One only has to consider the recent lawsuit, now quietly dismissed, in which local board members of the Great Hearts Texas charter school network accused leaders of the Arizona-based Great Hearts America of illegally siphoning off millions of dollars in illicit fees since 2017. When Great Hearts Texas board members challenged those actions, they asserted in the lawsuit, the national organization unlawfully tried to oust them.
A state district court judge issued an order preventing the coup.
Can anyone imagine such chicanery unfolding in one of the city’s public school districts? There would be parental uprisings, wall-to-wall media coverage and criminal investigations. At Great Hearts, however, the two sides simply announced they had resolved their issues and the lawsuit was dropped.
Where was the pro-charter Texas Education Agency and its leader, Mike Morath, in this dispute? Nowhere to be seen, actually. The TEA might take over public school districts in Houston and San Antonio, but it’s made no visible effort to investigate Great Hearts on behalf of taxpayers.
Welcome to accountability at so called public charter schools in Texas, where the only thing public about the schools is the taxpayer money that funds them. Otherwise, what happens mostly happens behind closed doors. The public and media are met, metaphorically, by a Keep Out sign.
You can read more about the Great Hearts scandal in this article published by the San Antonio Express-News.
That total lack of accountability is instructive now that Gov. Greg Abbott has forced legislators back into an unprecedented fourth special session this year in his continuing efforts to win legislation that will allow the state to give taxpayer money to families who want to enroll their children in religious schools. Abbott’s campaign for the legislation has largely unfolded on the campuses of Christian evangelical schools. Financially troubled Catholic schools have also jumped on the voucher bandwagon.
Abbott’s refusal to accept the continuing legislative rejection of vouchers drew the attention of the Wall Street Street Journal last week. The governor has publicly stated his intention to exact political retribution from House Republicans who continue to oppose his voucher demands. What kind of governance is based on threats against elected representatives who disagree on a policy matter?

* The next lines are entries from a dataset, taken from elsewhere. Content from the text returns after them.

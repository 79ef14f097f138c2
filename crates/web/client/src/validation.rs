//! Contact form field rules.

use std::sync::LazyLock;

use regex::Regex;
use thiserror::Error;

/// Address shape accepted by the email field.
pub const EMAIL_PATTERN: &str = r"^[^\s@]+@[^\s@]+\.[^\s@]+$";

static EMAIL_RE: LazyLock<Regex> =
    LazyLock::new(|| Regex::new(EMAIL_PATTERN).expect("email pattern is a valid regex"));

const NAME_MIN_CHARS: usize = 2;
const MESSAGE_MIN_CHARS: usize = 10;

/// The validated contact form fields. Each field's `name` is also its
/// element id.
#[derive(Debug, Clone, Copy, PartialEq, Eq, Hash)]
pub enum FormField {
    Name,
    Email,
    Message,
}

impl FormField {
    pub const ALL: [FormField; 3] = [FormField::Name, FormField::Email, FormField::Message];

    pub fn from_name(name: &str) -> Option<Self> {
        match name {
            "name" => Some(FormField::Name),
            "email" => Some(FormField::Email),
            "message" => Some(FormField::Message),
            _ => None,
        }
    }

    pub fn name(self) -> &'static str {
        match self {
            FormField::Name => "name",
            FormField::Email => "email",
            FormField::Message => "message",
        }
    }

    /// Check a raw (untrimmed) value against this field's rule.
    pub fn validate(self, value: &str) -> Result<(), FieldError> {
        let value = value.trim();
        match self {
            FormField::Name => {
                if value.is_empty() {
                    Err(FieldError::NameRequired)
                } else if value.chars().count() < NAME_MIN_CHARS {
                    Err(FieldError::NameTooShort)
                } else {
                    Ok(())
                }
            }
            FormField::Email => {
                if value.is_empty() {
                    Err(FieldError::EmailRequired)
                } else if !EMAIL_RE.is_match(value) {
                    Err(FieldError::EmailInvalid)
                } else {
                    Ok(())
                }
            }
            FormField::Message => {
                if value.is_empty() {
                    Err(FieldError::MessageRequired)
                } else if value.chars().count() < MESSAGE_MIN_CHARS {
                    Err(FieldError::MessageTooShort)
                } else {
                    Ok(())
                }
            }
        }
    }
}

/// Why a field was rejected. `Display` is the message shown under the field.
#[derive(Debug, Clone, Copy, PartialEq, Eq, Error)]
pub enum FieldError {
    #[error("Name is required")]
    NameRequired,
    #[error("Name must be at least 2 characters long")]
    NameTooShort,
    #[error("Email is required")]
    EmailRequired,
    #[error("Please enter a valid email address")]
    EmailInvalid,
    #[error("Message is required")]
    MessageRequired,
    #[error("Message must be at least 10 characters long")]
    MessageTooShort,
}

/// Validate a field by its form name. Fields without a rule always pass.
pub fn validate_field(name: &str, value: &str) -> Result<(), FieldError> {
    match FormField::from_name(name) {
        Some(field) => field.validate(value),
        None => Ok(()),
    }
}

#[cfg(test)]
mod tests {
    use super::*;

    #[test]
    fn test_name_rules() {
        assert_eq!(validate_field("name", ""), Err(FieldError::NameRequired));
        assert_eq!(validate_field("name", "   "), Err(FieldError::NameRequired));
        assert_eq!(validate_field("name", "J"), Err(FieldError::NameTooShort));
        assert_eq!(validate_field("name", " J "), Err(FieldError::NameTooShort));
        assert_eq!(validate_field("name", "Jo"), Ok(()));
        assert_eq!(validate_field("name", "Jane Doe"), Ok(()));
    }

    #[test]
    fn test_name_counts_characters() {
        assert_eq!(validate_field("name", "é"), Err(FieldError::NameTooShort));
        assert_eq!(validate_field("name", "李明"), Ok(()));
    }

    #[test]
    fn test_short_name_message() {
        let err = validate_field("name", "x").unwrap_err();
        assert!(err.to_string().contains("at least 2 characters"));
    }

    #[test]
    fn test_email_rules() {
        assert_eq!(validate_field("email", ""), Err(FieldError::EmailRequired));
        for bad in [
            "jane",
            "jane@",
            "@example.com",
            "jane@example",
            "jane@@example.com",
            "ja ne@example.com",
            "jane@exa mple.com",
            "jane@example.",
        ] {
            assert_eq!(validate_field("email", bad), Err(FieldError::EmailInvalid), "{bad}");
        }
        assert_eq!(validate_field("email", "jane@example.com"), Ok(()));
        assert_eq!(validate_field("email", "  jane@example.co.uk  "), Ok(()));
    }

    #[test]
    fn test_message_rules() {
        assert_eq!(validate_field("message", ""), Err(FieldError::MessageRequired));
        assert_eq!(validate_field("message", "Too short"), Err(FieldError::MessageTooShort));
        assert_eq!(validate_field("message", "123456789"), Err(FieldError::MessageTooShort));
        assert_eq!(validate_field("message", "1234567890"), Ok(()));
        assert_eq!(
            validate_field("message", "Hello, this is a test message."),
            Ok(())
        );
    }

    #[test]
    fn test_unknown_field_passes() {
        assert_eq!(validate_field("phone", ""), Ok(()));
        assert_eq!(validate_field("_subject", "x"), Ok(()));
    }

    #[test]
    fn test_messages() {
        assert_eq!(FieldError::NameRequired.to_string(), "Name is required");
        assert_eq!(
            FieldError::EmailInvalid.to_string(),
            "Please enter a valid email address"
        );
        assert_eq!(
            FieldError::MessageTooShort.to_string(),
            "Message must be at least 10 characters long"
        );
    }

    #[test]
    fn test_field_names_round_trip() {
        for field in FormField::ALL {
            assert_eq!(FormField::from_name(field.name()), Some(field));
        }
    }
}
//! Reveal `.fade-in-section` elements as they scroll into view.

use wasm_bindgen::JsCast;
use wasm_bindgen::prelude::*;
use web_sys::{Document, IntersectionObserver, IntersectionObserverEntry, IntersectionObserverInit};

use crate::dom;
use crate::error::Result;

pub const FADE_IN_SELECTOR: &str = ".fade-in-section";
pub const VISIBLE_CLASS: &str = "is-visible";

pub fn setup_fade_in_sections(document: &Document, threshold: f64) -> Result<()> {
    let sections = dom::query_all(document, FADE_IN_SELECTOR)?;
    if sections.is_empty() {
        return Ok(());
    }

    let window = dom::window()?;
    if !js_sys::Reflect::has(&window, &"IntersectionObserver".into()).unwrap_or(false) {
        tracing::debug!("IntersectionObserver unavailable, showing all sections");
        for section in &sections {
            section.class_list().add_1(VISIBLE_CLASS)?;
        }
        return Ok(());
    }

    let callback = Closure::<dyn FnMut(js_sys::Array, IntersectionObserver)>::new(
        move |entries: js_sys::Array, _observer: IntersectionObserver| {
            for entry in entries.iter() {
                let Ok(entry) = entry.dyn_into::<IntersectionObserverEntry>() else {
                    continue;
                };
                if entry.is_intersecting() {
                    let _ = entry.target().class_list().add_1(VISIBLE_CLASS);
                }
            }
        },
    );

    let options = IntersectionObserverInit::new();
    options.set_threshold(&JsValue::from_f64(threshold));
    let observer =
        IntersectionObserver::new_with_options(callback.as_ref().unchecked_ref(), &options)?;
    callback.forget();

    for section in &sections {
        observer.observe(section);
    }
    tracing::debug!(count = sections.len(), "observing fade-in sections");
    Ok(())
}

To date, a number of House Republicans who represent mostly rural districts, where the public school system is often the largest employer and where there are few if any sectarian schools, have joined with Democrats to stand up to Abbott and Lt. Gov. Dan Patrick in the Senate, which has continued to pass pro-voucher measures. Will resistance in the House weaken in the next 30 days as legislators eye a Thanksgiving spent captive in the state capitol building?
The test will be in a bill introduced by Rep. Brad Buckley (R-Killeen), chairman of the House Public Education Committee, that was voted out of committee by a 10-4 party line vote on Friday, meaning the full House will vote on vouchers for the first time in memory.
“The vote is not and should not be seen as a reflection of the committee’s position on the merits of a voucher scam,” the House’s Democratic Caucus leader, Rep. Trey Martinez Fischer (D-San Antonio), wrote in a note to party members.
That remains to be seen. The present bill differs significantly from past voucher bills that have died in the House without coming to a floor vote. A governor desperate for a voucher win has flip-flopped after refusing to consider any new public school funding as part of a voucher bill. The House bill now includes teacher raises, a $500 increase in per capita student funding, and a number of other individual enticements meant to sway Republican members who have previously opposed vouchers.
This bill is all about politics, not improving public education in Texas.
During the regular legislative session as the biennial budget was debated and passed, Abbott showed no interest in using any of the $33 billion surplus to improve public education in Texas because it was the right thing to do. He has only agreed to it now in a fourth special session because it is the only possible path forward for him to realize a political win.
If the bill fails yet again, as voucher legislation has failed for more than 25 years in Texas, it will be interesting to see if Abbott can actually organize credible primary opponents in a dozen or more Republican House districts. If voucher legislation becomes law, it will be seen years from now as one more milestone in the decline of underfunded public schools in Texas, which already rank low for funding and performance among the nation’s 50 states.
The $500 million the bill allocates for vouchers would be far better spent by underfunded public schools still recovering from the COVID pandemic. Again, this vote isn’t about public education. It’s all about politics and a governor desperate for a win.